Your answer should consist of every line from the records that holds the string "Some".

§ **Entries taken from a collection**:

▬▬▬▬▬▬

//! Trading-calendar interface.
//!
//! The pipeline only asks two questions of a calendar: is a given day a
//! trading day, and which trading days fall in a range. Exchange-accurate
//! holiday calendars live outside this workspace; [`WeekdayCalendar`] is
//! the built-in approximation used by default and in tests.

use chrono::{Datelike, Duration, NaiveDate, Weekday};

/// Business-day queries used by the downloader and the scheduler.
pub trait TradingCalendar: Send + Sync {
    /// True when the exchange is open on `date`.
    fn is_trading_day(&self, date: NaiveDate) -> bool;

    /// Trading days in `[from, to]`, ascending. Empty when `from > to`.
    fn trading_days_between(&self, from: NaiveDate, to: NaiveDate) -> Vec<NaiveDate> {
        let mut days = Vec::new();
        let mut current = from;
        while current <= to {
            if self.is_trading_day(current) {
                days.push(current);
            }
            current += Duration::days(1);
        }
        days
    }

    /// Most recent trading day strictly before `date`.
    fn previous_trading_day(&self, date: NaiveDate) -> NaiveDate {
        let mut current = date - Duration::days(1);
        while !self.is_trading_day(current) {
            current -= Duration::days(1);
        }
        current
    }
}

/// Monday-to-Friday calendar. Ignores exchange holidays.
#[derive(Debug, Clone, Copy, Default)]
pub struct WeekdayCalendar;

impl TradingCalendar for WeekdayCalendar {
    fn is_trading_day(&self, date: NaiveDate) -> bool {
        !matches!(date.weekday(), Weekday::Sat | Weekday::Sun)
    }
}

▬▬▬▬▬▬

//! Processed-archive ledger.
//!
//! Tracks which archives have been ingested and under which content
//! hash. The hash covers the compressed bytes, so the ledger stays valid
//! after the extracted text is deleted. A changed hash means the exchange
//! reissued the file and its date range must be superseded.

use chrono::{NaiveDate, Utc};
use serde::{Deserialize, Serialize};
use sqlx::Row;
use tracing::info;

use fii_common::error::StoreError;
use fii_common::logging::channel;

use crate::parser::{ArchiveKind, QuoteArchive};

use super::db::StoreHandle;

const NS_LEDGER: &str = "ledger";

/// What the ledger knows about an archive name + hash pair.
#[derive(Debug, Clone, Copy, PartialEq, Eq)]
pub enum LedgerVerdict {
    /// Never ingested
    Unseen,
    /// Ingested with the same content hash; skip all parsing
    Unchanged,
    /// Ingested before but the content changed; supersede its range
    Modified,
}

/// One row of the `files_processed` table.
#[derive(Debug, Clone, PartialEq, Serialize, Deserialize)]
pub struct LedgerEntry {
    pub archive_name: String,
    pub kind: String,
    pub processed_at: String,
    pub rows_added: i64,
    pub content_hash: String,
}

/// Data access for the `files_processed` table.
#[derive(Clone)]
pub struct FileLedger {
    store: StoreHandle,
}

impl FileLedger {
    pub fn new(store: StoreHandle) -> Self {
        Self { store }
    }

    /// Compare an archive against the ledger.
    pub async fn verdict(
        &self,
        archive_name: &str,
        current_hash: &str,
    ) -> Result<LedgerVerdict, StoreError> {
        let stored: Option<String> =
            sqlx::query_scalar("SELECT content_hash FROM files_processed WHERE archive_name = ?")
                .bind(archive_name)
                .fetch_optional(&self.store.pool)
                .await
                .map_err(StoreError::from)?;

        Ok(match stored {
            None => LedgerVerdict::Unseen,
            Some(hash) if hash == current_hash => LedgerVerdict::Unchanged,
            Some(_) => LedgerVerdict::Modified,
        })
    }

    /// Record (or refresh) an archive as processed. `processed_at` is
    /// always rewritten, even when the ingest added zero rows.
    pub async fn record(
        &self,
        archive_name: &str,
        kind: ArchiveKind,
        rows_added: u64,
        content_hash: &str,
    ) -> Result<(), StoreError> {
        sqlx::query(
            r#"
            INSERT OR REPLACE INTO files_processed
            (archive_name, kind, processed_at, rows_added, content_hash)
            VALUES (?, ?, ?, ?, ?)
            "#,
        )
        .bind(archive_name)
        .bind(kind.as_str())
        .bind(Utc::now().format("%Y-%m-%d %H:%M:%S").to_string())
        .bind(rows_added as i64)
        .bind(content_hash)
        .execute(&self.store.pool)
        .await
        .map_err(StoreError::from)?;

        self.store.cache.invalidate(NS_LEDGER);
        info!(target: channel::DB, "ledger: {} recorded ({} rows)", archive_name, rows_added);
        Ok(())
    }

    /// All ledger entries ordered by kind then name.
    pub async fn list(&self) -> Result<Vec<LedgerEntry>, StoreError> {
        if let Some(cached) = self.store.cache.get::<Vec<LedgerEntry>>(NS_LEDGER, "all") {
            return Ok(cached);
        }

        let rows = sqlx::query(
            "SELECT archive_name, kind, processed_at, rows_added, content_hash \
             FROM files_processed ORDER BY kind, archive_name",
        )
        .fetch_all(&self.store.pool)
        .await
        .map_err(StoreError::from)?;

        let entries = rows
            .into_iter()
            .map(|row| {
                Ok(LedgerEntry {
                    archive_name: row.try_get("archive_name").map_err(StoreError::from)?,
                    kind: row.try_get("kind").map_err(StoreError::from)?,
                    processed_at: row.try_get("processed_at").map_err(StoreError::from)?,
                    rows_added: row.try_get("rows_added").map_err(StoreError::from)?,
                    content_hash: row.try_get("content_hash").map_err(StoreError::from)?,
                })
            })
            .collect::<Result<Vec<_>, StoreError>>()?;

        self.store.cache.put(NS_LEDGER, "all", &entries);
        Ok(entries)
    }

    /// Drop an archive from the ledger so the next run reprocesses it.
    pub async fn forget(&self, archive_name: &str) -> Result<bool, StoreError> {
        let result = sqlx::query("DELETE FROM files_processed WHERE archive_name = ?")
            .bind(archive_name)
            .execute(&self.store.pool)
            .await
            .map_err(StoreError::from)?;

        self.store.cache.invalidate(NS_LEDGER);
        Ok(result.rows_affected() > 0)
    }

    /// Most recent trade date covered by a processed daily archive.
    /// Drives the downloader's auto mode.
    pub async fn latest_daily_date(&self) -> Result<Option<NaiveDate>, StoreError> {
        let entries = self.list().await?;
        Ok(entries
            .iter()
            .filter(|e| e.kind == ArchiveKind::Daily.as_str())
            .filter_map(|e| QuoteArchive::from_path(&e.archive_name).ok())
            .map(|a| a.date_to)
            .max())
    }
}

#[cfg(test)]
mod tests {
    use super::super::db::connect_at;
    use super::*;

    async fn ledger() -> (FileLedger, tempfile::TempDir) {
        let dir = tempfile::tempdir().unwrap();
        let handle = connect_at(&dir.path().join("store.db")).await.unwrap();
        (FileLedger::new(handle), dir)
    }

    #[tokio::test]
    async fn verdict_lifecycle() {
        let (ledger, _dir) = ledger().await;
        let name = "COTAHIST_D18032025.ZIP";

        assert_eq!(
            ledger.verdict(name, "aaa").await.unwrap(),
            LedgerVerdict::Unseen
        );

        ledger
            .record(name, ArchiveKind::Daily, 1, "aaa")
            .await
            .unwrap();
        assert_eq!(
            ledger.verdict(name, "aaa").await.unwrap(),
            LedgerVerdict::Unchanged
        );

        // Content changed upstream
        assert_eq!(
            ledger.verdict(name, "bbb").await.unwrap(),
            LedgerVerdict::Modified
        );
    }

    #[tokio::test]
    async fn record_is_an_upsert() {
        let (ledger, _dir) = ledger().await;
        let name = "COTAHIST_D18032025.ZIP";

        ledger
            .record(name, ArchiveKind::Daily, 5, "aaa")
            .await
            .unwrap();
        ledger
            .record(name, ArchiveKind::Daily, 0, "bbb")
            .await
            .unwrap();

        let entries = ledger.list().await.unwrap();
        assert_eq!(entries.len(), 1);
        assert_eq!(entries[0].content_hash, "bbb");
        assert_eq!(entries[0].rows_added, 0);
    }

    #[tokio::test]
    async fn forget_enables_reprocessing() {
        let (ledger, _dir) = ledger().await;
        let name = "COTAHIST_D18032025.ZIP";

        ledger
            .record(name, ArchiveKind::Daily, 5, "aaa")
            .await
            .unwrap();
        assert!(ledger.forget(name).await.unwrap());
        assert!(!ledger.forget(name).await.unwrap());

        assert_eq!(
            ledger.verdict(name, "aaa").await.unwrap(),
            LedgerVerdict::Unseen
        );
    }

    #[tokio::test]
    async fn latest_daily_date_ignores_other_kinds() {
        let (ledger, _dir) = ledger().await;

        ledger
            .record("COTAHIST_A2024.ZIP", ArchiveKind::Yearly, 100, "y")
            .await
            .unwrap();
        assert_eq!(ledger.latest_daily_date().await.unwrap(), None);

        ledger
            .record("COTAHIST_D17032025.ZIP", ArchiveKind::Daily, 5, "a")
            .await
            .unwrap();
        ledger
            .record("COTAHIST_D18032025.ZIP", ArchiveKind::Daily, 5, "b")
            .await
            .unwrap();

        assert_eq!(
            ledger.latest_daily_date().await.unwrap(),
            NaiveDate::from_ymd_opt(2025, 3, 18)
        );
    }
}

▬▬▬▬▬▬

§ **FINAL ANSWER**:
            Some(hash) if hash == current_hash => LedgerVerdict::Unchanged,
            Some(_) => LedgerVerdict::Modified,
        if let Some(cached) = self.store.cache.get::<Vec<LedgerEntry>>(NS_LEDGER, "all") {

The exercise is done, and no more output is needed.